Xerox stock rises after $450M IP joint venture financing with TPG

Company taps TPG Credit-led financing to monetize transferred intellectual property and bolster liquidity as it advances reinvention plans

By Ajmal Hussain XRX
Xerox stock rises after $450M IP joint venture financing with TPG
XRX

Xerox Corp's shares climbed after the company revealed a new joint venture with private equity firm TPG to manage and monetize certain intellectual property assets. The venture secured $450 million in financing led by TPG Credit, with proceeds going to Xerox for general corporate purposes, including liquidity enhancement and support for its Reinvention initiative and recent acquisitions.

Key Points

  • Xerox formed a joint venture with TPG to manage and monetize certain intellectual property assets, triggering a 6% rise in its stock price.
  • The joint venture secured $450 million in financing led by TPG Credit; proceeds will be distributed to Xerox for general corporate purposes, liquidity, and to support its Reinvention initiative, including Lexmark integration.
  • Advisors named: Lazard as financial advisor to Xerox; Kirkland & Ellis LLP as legal advisor to Xerox; Wachtell, Lipton, Rosen & Katz as legal advisor to TPG. Sectors impacted include corporate finance, intellectual property monetization, and enterprise technology services.

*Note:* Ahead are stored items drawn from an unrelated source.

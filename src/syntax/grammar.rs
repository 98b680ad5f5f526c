//! The per-language capability consulted by the scanner and the builder.

use super::pattern::Pattern;
use crate::model::ContainerKind;

/// A definition language: its pattern table plus the rules deciding which
/// containers accept which children.
///
/// New languages are added by implementing this trait and registering the
/// implementation with a [`GrammarRegistry`](crate::project::GrammarRegistry);
/// the outline builder itself never branches on the language.
pub trait Grammar: Send + Sync {
    /// Stable name used in configuration and on outlines (e.g. `"idl"`).
    fn name(&self) -> &'static str;

    /// File extensions claimed by default, lowercase and without the dot.
    fn extensions(&self) -> &'static [&'static str];

    /// Patterns in priority order; at a given position the earliest-listed
    /// pattern that matches wins.
    fn patterns(&self) -> &'static [Pattern];

    /// Whether methods may be attached to a container of this kind.
    fn accepts_methods(&self, kind: ContainerKind) -> bool;

    /// Whether attributes may be attached to a container of this kind.
    fn accepts_attributes(&self, _kind: ContainerKind) -> bool {
        false
    }

    /// Whether module-scoped globals may be attached to this kind.
    fn accepts_globals(&self, _kind: ContainerKind) -> bool {
        false
    }

    /// Whether `child` may be nested inside `parent`.
    fn may_nest(&self, _parent: ContainerKind, _child: ContainerKind) -> bool {
        true
    }
}
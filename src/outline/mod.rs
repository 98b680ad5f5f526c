//! Outlines: the per-module result of a scan.
//!
//! An [`Outline`] maps every top-level name in a module to its entity
//! graph. It is produced by the [`OutlineBuilder`] and memoized by the
//! [`ModuleCache`].

mod builder;
mod cache;

pub use builder::OutlineBuilder;
pub use cache::ModuleCache;

use std::path::PathBuf;

use indexmap::IndexMap;
use smol_str::SmolStr;

use crate::base::Encoding;
use crate::model::{Container, EntityRef, Function, Item};

/// The top-level entities of one module.
#[derive(Clone, Debug, PartialEq)]
#[cfg_attr(feature = "serde", derive(serde::Serialize, serde::Deserialize))]
pub struct Outline {
    /// Module identifier the outline was requested under.
    pub module: SmolStr,
    /// The file that was scanned.
    pub path: PathBuf,
    /// Name of the grammar used for the scan.
    pub grammar: SmolStr,
    /// Detected encoding; `None` when the source could not be read.
    pub encoding: Option<Encoding>,
    /// Hash of the raw source bytes; `None` when the source could not be read.
    pub content_hash: Option<u64>,
    /// Top-level entries keyed by name. Free functions whose names collide
    /// are stored under `name_1`, `name_2`, ...
    pub entries: IndexMap<SmolStr, Item>,
    /// Top-level containers replaced by a later definition of the same name,
    /// in the order they were replaced.
    pub superseded: Vec<Item>,
    /// Referenced modules in encounter order.
    pub imports: Vec<String>,
}

impl Outline {
    /// An outline with no entries, as returned for unreadable sources.
    pub fn empty(module: impl Into<SmolStr>, path: impl Into<PathBuf>, grammar: impl Into<SmolStr>) -> Self {
        Self {
            module: module.into(),
            path: path.into(),
            grammar: grammar.into(),
            encoding: None,
            content_hash: None,
            entries: IndexMap::new(),
            superseded: Vec::new(),
            imports: Vec::new(),
        }
    }

    pub fn get(&self, name: &str) -> Option<&Item> {
        self.entries.get(name)
    }

    pub fn container(&self, name: &str) -> Option<&Container> {
        self.get(name).and_then(Item::as_container)
    }

    pub fn function(&self, name: &str) -> Option<&Function> {
        self.get(name).and_then(Item::as_function)
    }

    /// Follow a path of names through nested containers, e.g.
    /// `["Bank", "Account"]`.
    pub fn find_container(&self, path: &[&str]) -> Option<&Container> {
        let (first, rest) = path.split_first()?;
        rest.iter()
            .try_fold(self.container(first)?, |container, name| container.class(name))
    }

    pub fn len(&self) -> usize {
        self.entries.len()
    }

    pub fn is_empty(&self) -> bool {
        self.entries.is_empty()
    }

    pub fn iter(&self) -> impl Iterator<Item = (&SmolStr, &Item)> {
        self.entries.iter()
    }

    /// Every entity reachable from the top-level entries, depth first:
    /// containers, their methods, attributes, globals and nested containers.
    pub fn entities(&self) -> Vec<EntityRef<'_>> {
        let mut out = Vec::new();
        for item in self.entries.values() {
            match item {
                Item::Container(container) => collect(container, &mut out),
                Item::Function(function) => out.push(EntityRef::Function(function)),
            }
        }
        out
    }
}

fn collect<'a>(container: &'a Container, out: &mut Vec<EntityRef<'a>>) {
    out.push(EntityRef::Container(container));
    out.extend(container.methods.values().map(EntityRef::Function));
    out.extend(container.attributes.values().map(EntityRef::Attribute));
    out.extend(container.globals.values().map(EntityRef::Attribute));
    for class in container.classes.values() {
        collect(class, out);
    }
}
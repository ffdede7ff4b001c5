use crate::types::Domain;

/// Rearm counters of one actor, one per collision domain.
///
/// Each step counts down by one, never below zero, and the domain is rearmed
/// once the counter reads 0. A reload of `k` fires again `k` steps later.
#[derive(Copy, Clone, Debug, Default, PartialEq, Eq)]
pub struct Cooldown {
    actor: u32,
    tile: u32,
}

impl Cooldown {
    fn slot(&mut self, domain: Domain) -> &mut u32 {
        match domain {
            Domain::Actor => &mut self.actor,
            Domain::Tile => &mut self.tile,
        }
    }

    /// Advances one step; returns whether the domain may be tested this step.
    pub fn advance(&mut self, domain: Domain) -> bool {
        let count = self.slot(domain);
        *count = count.saturating_sub(1);
        *count == 0
    }

    /// Sets the counter to the value returned by a listener.
    pub fn reload(&mut self, domain: Domain, count: u32) {
        *self.slot(domain) = count;
    }

    pub fn count(&self, domain: Domain) -> u32 {
        match domain {
            Domain::Actor => self.actor,
            Domain::Tile => self.tile,
        }
    }
}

Xerox Corp (NASDAQ:XRX) shares jumped 6% on Tuesday following the announcement that the company has formed a joint venture with TPG to hold and commercialize specified intellectual property assets.

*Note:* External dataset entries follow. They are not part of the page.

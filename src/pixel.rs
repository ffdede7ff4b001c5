use std::path::Path;

use glam::DVec2;
use image::RgbaImage;

use crate::error::Result;
use crate::types::{Circle, LineSegment};

/// Opacity bitmap of one raster frame.
///
/// Pixel `(x, y)` covers the square `[x, x + 1) x [y, y + 1)` in frame
/// coordinates, whose origin is the upper-left corner of the image.
#[derive(Clone, Debug, PartialEq)]
pub struct PixelMask {
    width: u32,
    height: u32,
    bits: Vec<bool>,
}

impl PixelMask {
    pub fn from_fn(width: u32, height: u32, mut opaque: impl FnMut(u32, u32) -> bool) -> Self {
        let mut bits = Vec::with_capacity(width as usize * height as usize);
        for y in 0..height {
            for x in 0..width {
                bits.push(opaque(x, y));
            }
        }
        Self { width, height, bits }
    }

    pub fn filled(width: u32, height: u32, opaque: bool) -> Self {
        Self { width, height, bits: vec![opaque; width as usize * height as usize] }
    }

    /// Any pixel with non-zero alpha is opaque.
    pub fn from_rgba(img: &RgbaImage) -> Self {
        Self::from_fn(img.width(), img.height(), |x, y| img.get_pixel(x, y).0[3] != 0)
    }

    /// Loads an image file and masks it by alpha.
    pub fn open(path: impl AsRef<Path>) -> Result<Self> {
        let img = image::open(path.as_ref())?.to_rgba8();
        log::debug!(
            "loaded mask {} ({}x{})",
            path.as_ref().display(),
            img.width(),
            img.height()
        );
        Ok(Self::from_rgba(&img))
    }

    pub fn width(&self) -> u32 {
        self.width
    }

    pub fn height(&self) -> u32 {
        self.height
    }

    pub fn size(&self) -> DVec2 {
        DVec2::new(self.width as f64, self.height as f64)
    }

    /// Out-of-bounds pixels are transparent.
    pub fn is_opaque(&self, x: i64, y: i64) -> bool {
        if x < 0 || y < 0 || x >= self.width as i64 || y >= self.height as i64 {
            return false;
        }
        self.bits[y as usize * self.width as usize + x as usize]
    }

    pub fn opaque_count(&self) -> usize {
        self.bits.iter().filter(|b| **b).count()
    }
}

/// A mask placed in the world: centered on `center`, turned by `direction`
/// degrees and optionally mirrored, with the same transform order as shapes
/// (rotate, then mirror, then translate).
#[derive(Copy, Clone, Debug)]
pub struct MaskView<'a> {
    pub mask: &'a PixelMask,
    pub center: DVec2,
    pub direction: f64,
    pub mirror_h: bool,
    pub mirror_v: bool,
}

impl MaskView<'_> {
    /// World point to frame coordinates (upper-left origin, pixel units).
    pub fn to_frame(&self, p: DVec2) -> DVec2 {
        let mut local = p - self.center;
        if self.mirror_h {
            local.x = -local.x;
        }
        if self.mirror_v {
            local.y = -local.y;
        }
        if self.direction != 0.0 {
            local = DVec2::from_angle(-self.direction.to_radians()).rotate(local);
        }
        local + self.mask.size() * 0.5
    }

    /// Radius of the circle around `center` that holds the whole frame.
    pub fn circumradius(&self) -> f64 {
        self.mask.size().length() * 0.5
    }
}

/// Samples the single pixel containing the spot.
pub fn spot_hits_mask(p: DVec2, view: &MaskView) -> bool {
    let q = view.to_frame(p);
    view.mask.is_opaque(q.x.floor() as i64, q.y.floor() as i64)
}

/// True if an opaque pixel's index point (its upper-left corner) lies within
/// the circle.
pub fn circle_hits_mask(c: &Circle, view: &MaskView) -> bool {
    if (c.center - view.center).length() > view.circumradius() + c.radius {
        return false;
    }

    // Distances survive the rigid transform, so scan in frame coordinates
    let q = view.to_frame(c.center);
    let r2 = c.radius * c.radius;
    let x0 = (q.x - c.radius).ceil().max(0.0) as i64;
    let y0 = (q.y - c.radius).ceil().max(0.0) as i64;
    let x1 = ((q.x + c.radius).floor() as i64).min(view.mask.width() as i64 - 1);
    let y1 = ((q.y + c.radius).floor() as i64).min(view.mask.height() as i64 - 1);

    for y in y0..=y1 {
        for x in x0..=x1 {
            if !view.mask.is_opaque(x, y) {
                continue;
            }
            let d = DVec2::new(x as f64, y as f64) - q;
            if d.length_squared() <= r2 {
                return true;
            }
        }
    }
    false
}

/// Walks the segment in steps of about one pixel and samples each point.
pub fn line_hits_mask(l: &LineSegment, view: &MaskView) -> bool {
    let steps = l.length().round() as u64;
    if steps == 0 {
        return spot_hits_mask(l.start, view);
    }
    let d = l.vector();
    (0..=steps).any(|k| spot_hits_mask(l.start + d * (k as f64 / steps as f64), view))
}

#[cfg(test)]
mod tests {
    use super::*;
    use approx::assert_abs_diff_eq;

    fn view(mask: &PixelMask, center: DVec2, direction: f64) -> MaskView<'_> {
        MaskView { mask, center, direction, mirror_h: false, mirror_v: false }
    }

    // Opaque only in the left half: x in 0..5 of a 10x10 frame.
    fn left_half() -> PixelMask {
        PixelMask::from_fn(10, 10, |x, _| x < 5)
    }

    #[test]
    fn test_from_rgba_uses_alpha() {
        let mut img = RgbaImage::new(3, 2);
        img.put_pixel(1, 1, image::Rgba([0, 0, 0, 1]));
        img.put_pixel(2, 0, image::Rgba([255, 255, 255, 0]));
        let m = PixelMask::from_rgba(&img);
        assert_eq!(m.opaque_count(), 1);
        assert!(m.is_opaque(1, 1));
        assert!(!m.is_opaque(2, 0));
        assert!(!m.is_opaque(-1, 0));
        assert!(!m.is_opaque(3, 1));
    }

    #[test]
    fn test_to_frame_maps_center_and_rotation() {
        let m = left_half();
        let v = view(&m, DVec2::new(100.0, 50.0), 0.0);
        assert_eq!(v.to_frame(DVec2::new(100.0, 50.0)), DVec2::new(5.0, 5.0));
        assert_eq!(v.to_frame(DVec2::new(95.0, 45.0)), DVec2::ZERO);

        // Turned 90 degrees clockwise: the frame's +x axis points down
        let v = view(&m, DVec2::ZERO, 90.0);
        let q = v.to_frame(DVec2::new(0.0, 3.0));
        assert_abs_diff_eq!(q.x, 8.0, epsilon = 1e-9);
        assert_abs_diff_eq!(q.y, 5.0, epsilon = 1e-9);
    }

    #[test]
    fn test_spot_transparent_and_opaque_under_rotation() {
        let clear = PixelMask::filled(8, 8, false);
        let solid = PixelMask::filled(8, 8, true);
        for step in 0..12 {
            let dir = step as f64 * 30.0;
            let p = DVec2::new(1.3, -0.7);
            assert!(!spot_hits_mask(p, &view(&clear, DVec2::ZERO, dir)));
            assert!(spot_hits_mask(p, &view(&solid, DVec2::ZERO, dir)));
        }
    }

    #[test]
    fn test_spot_follows_rotation_and_mirror() {
        let m = left_half();
        let left = DVec2::new(-2.0, 0.5);
        let right = DVec2::new(2.0, 0.5);
        assert!(spot_hits_mask(left, &view(&m, DVec2::ZERO, 0.0)));
        assert!(!spot_hits_mask(right, &view(&m, DVec2::ZERO, 0.0)));
        // Half a turn swaps the sides
        assert!(!spot_hits_mask(left, &view(&m, DVec2::ZERO, 180.0)));
        assert!(spot_hits_mask(right, &view(&m, DVec2::ZERO, 180.0)));
        // So does a horizontal mirror
        let mirrored = MaskView { mirror_h: true, ..view(&m, DVec2::ZERO, 0.0) };
        assert!(spot_hits_mask(right, &mirrored));
        assert!(!spot_hits_mask(left, &mirrored));
    }

    #[test]
    fn test_circle_hits_mask() {
        let m = left_half();
        let v = view(&m, DVec2::ZERO, 0.0);
        // Nearest opaque pixel points sit at x = -1
        assert!(circle_hits_mask(&Circle::new(DVec2::new(2.0, 0.0), 3.05), &v));
        assert!(!circle_hits_mask(&Circle::new(DVec2::new(2.0, 0.0), 2.95), &v));
        // Outside the circumcircle
        assert!(!circle_hits_mask(&Circle::new(DVec2::new(-40.0, 0.0), 5.0), &v));
        // Circle covering the frame from outside its bounds
        assert!(circle_hits_mask(&Circle::new(DVec2::new(-8.0, 0.0), 4.0), &v));
    }

    #[test]
    fn test_circle_reaches_pixel_corner() {
        let m = PixelMask::from_fn(4, 4, |x, y| x == 0 && y == 0);
        let v = view(&m, DVec2::ZERO, 0.0);
        // Pixel (0, 0) is measured at its corner (-2, -2), 0.849 away
        assert!(circle_hits_mask(&Circle::new(DVec2::new(-2.6, -2.6), 0.85), &v));
        assert!(!circle_hits_mask(&Circle::new(DVec2::new(-2.6, -2.6), 0.8), &v));
        // Its center (-1.5, -1.5) would be inside this circle; the corner is not
        assert!(!circle_hits_mask(&Circle::new(DVec2::new(-1.0, -1.0), 0.8), &v));
    }

    #[test]
    fn test_line_hits_mask() {
        let m = left_half();
        let v = view(&m, DVec2::ZERO, 0.0);
        assert!(line_hits_mask(&LineSegment::new(DVec2::new(4.0, 0.5), DVec2::new(-4.0, 0.5)), &v));
        assert!(!line_hits_mask(&LineSegment::new(DVec2::new(0.5, -4.0), DVec2::new(0.5, 4.0)), &v));
        assert!(!line_hits_mask(&LineSegment::new(DVec2::new(-10.0, -10.0), DVec2::new(-20.0, -10.0)), &v));
        // Zero length samples the start point
        assert!(line_hits_mask(&LineSegment::new(DVec2::new(-1.0, 0.0), DVec2::new(-1.0, 0.0)), &v));
    }
}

The newly established joint venture obtained $450 million in financing led by TPG Credit. Xerox will receive the proceeds, which the company said will be applied to general corporate purposes. Those uses include strengthening liquidity, accelerating the company's Reinvention initiative - a program that encompasses the integration of Lexmark - and potentially addressing Xerox's capital structure over time.

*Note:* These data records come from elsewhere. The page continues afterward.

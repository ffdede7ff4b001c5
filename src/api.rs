use glam::DVec2;

use crate::error::Result;
use crate::types::*;

/// Public API contract for the collision world.
pub trait CollisionWorldApi {
    /// Construct a new world with the given configuration.
    fn new(cfg: EngineConfig) -> Result<Self>
    where
        Self: Sized;

    // --- Step lifecycle ----------------------------------------------------

    /// Run one simulation step: both domain passes for every attached actor,
    /// in insertion order. Notifications are buffered as events.
    fn step(&mut self);

    /// Rearm check plus dispatch against the actor's partner actors.
    /// Returns the first colliding partner, if the domain fired.
    fn on_step_actor_domain(&mut self, actor: ActorId) -> Result<Option<(ActorId, ActorId)>>;

    /// Rearm check plus dispatch against the actor's partner tiles.
    fn on_step_tile_domain(&mut self, actor: ActorId) -> Result<Option<(ActorId, TileLoc)>>;

    /// Drain and return the events accumulated since the last drain.
    fn drain_events(&mut self) -> Vec<CollisionEvent>;

    // --- Declarations ------------------------------------------------------

    fn declare_collision_rectangle(
        &mut self,
        actor: ActorId,
        frame: usize,
        center: DVec2,
        width: f64,
        height: f64,
    ) -> Result<()>;

    fn declare_collision_circle(&mut self, actor: ActorId, frame: usize, center: DVec2, radius: f64) -> Result<()>;

    fn declare_collision_line(&mut self, actor: ActorId, frame: usize, start: DVec2, end: DVec2) -> Result<()>;

    fn declare_collision_spot(&mut self, actor: ActorId, frame: usize, spot: DVec2) -> Result<()>;

    fn declare_collision_image(&mut self, actor: ActorId, frame: usize) -> Result<()>;

    fn declare_interaction_rectangle(
        &mut self,
        actor: ActorId,
        frame: usize,
        center: DVec2,
        width: f64,
        height: f64,
    ) -> Result<()>;

    fn declare_interaction_circle(&mut self, actor: ActorId, frame: usize, center: DVec2, radius: f64) -> Result<()>;

    fn declare_interaction_image(&mut self, actor: ActorId, frame: usize) -> Result<()>;

    /// Toggle participation of an actor in a domain without discarding shapes.
    fn set_domain_enabled(&mut self, actor: ActorId, domain: Domain, enable: bool) -> Result<()>;

    // --- Queries -----------------------------------------------------------

    /// Dispatch-matrix test between two actors' current collision shapes.
    fn is_actor_colliding(&self, a: ActorId, b: ActorId) -> Result<bool>;

    /// Dispatch-matrix test between an actor and a tile's static shape.
    fn is_tile_colliding(&self, actor: ActorId, tile: TileLoc) -> Result<bool>;

    /// Pointer hit-test against the actor's interaction area.
    fn is_touched(&self, actor: ActorId, point: DVec2) -> Result<bool>;

    /// Current cooldown counter of a domain.
    fn cooldown(&self, actor: ActorId, domain: Domain) -> Result<u32>;
}

/// Notified when an actor collides with one of its partner actors.
///
/// The return value reloads the actor-domain cooldown: the domain is tested
/// again `k` steps later, so 0 and 1 both rearm for the next step.
pub trait ActorCollisionListener {
    fn collide(&mut self, actor: ActorId, partner: ActorId) -> u32;
}

/// Notified when an actor collides with one of its partner tiles.
pub trait TileCollisionListener {
    fn collide(&mut self, actor: ActorId, tile: TileLoc) -> u32;
}

impl<F: FnMut(ActorId, ActorId) -> u32> ActorCollisionListener for F {
    fn collide(&mut self, actor: ActorId, partner: ActorId) -> u32 {
        self(actor, partner)
    }
}

impl<F: FnMut(ActorId, TileLoc) -> u32> TileCollisionListener for F {
    fn collide(&mut self, actor: ActorId, tile: TileLoc) -> u32 {
        self(actor, tile)
    }
}

/// Shape kernel signatures. All predicates are closed (boundary contact counts).
pub trait NarrowphaseApi {
    // Polygons (SAT) --------------------------------------------------------

    fn rect_rect(a: &Rectangle, b: &Rectangle) -> bool;
    fn rect_line(r: &Rectangle, l: &LineSegment) -> bool;

    // Circles ---------------------------------------------------------------

    fn circle_circle(a: &Circle, b: &Circle) -> bool;
    fn circle_rect(c: &Circle, r: &Rectangle) -> bool;
    fn circle_aabb(c: &Circle, min: DVec2, max: DVec2) -> bool;
    fn circle_line(c: &Circle, l: &LineSegment) -> bool;

    // Segments --------------------------------------------------------------

    fn line_line(a: &LineSegment, b: &LineSegment) -> bool;

    // Points ----------------------------------------------------------------

    fn point_in_rect(p: DVec2, r: &Rectangle, rotatable: bool) -> bool;
    fn point_on_line(p: DVec2, l: &LineSegment, epsilon: f64) -> bool;
    fn point_in_circle(p: DVec2, c: &Circle) -> bool;
}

Under the transaction, Xerox contributed certain intellectual property assets to the joint venture in return for equity interests in the entity. The company also entered into a long-term shared services and license agreement with the joint venture that preserves Xerox's full ability to use its name, trademark, and other transferred IP across all of its global operations.

"This financing strengthens our balance sheet and completes the liquidity‑enhancing actions we began in the fall, with the objective of ensuring Xerox is well-capitalized and positioned to advance our long‑term strategy," said Louie Pastor, president and chief operating officer at Xerox.

Pastor emphasized that Xerox's recent acquisitions, including ITsavvy and Lexmark, have created a more diversified platform intended to drive value. The company reiterated its guidance of more than $200 million in expected operating income growth in 2026 as a result of these moves.

Advisors on the transaction were named in the announcement. Lazard served as financial advisor to Xerox. Legal counsel for Xerox came from Kirkland & Ellis LLP. Wachtell, Lipton, Rosen & Katz served as legal advisor to TPG.


Context and implications

The deal effectively shifts selected IP into a vehicle partially financed by outside capital while preserving Xerox's operational rights to that IP worldwide. The financing provides immediate liquidity that Xerox can deploy across corporate needs and integration efforts tied to its Reinvention strategy.

What the company said

  • Financing amount: $450 million, led by TPG Credit.
  • Proceeds: distributed to Xerox for general corporate purposes, liquidity, Reinvention acceleration, and potential capital structure actions.
  • Structure: Xerox contributed certain IP to the joint venture in exchange for equity; long-term license and shared services agreement preserves Xerox's use of transferred IP globally.

Risks

  • Use of proceeds is described as for "general corporate purposes" and for potentially addressing capital structure over time, creating uncertainty about the specific allocation and timing of funds; this affects corporate finance and capital markets.
  • Execution risk tied to the Reinvention initiative and Lexmark integration remains, as the company links the financing to accelerating those efforts and to achieving more than $200 million in expected operating income growth in 2026; this impacts enterprise IT services and acquisitive integration outcomes.
  • The structure transfers certain IP to a joint venture while preserving Xerox's rights under a long-term license and shared services agreement; long-term operational and commercial outcomes tied to the joint venture's management of the IP introduce uncertainty for IP monetization and brand-related operations.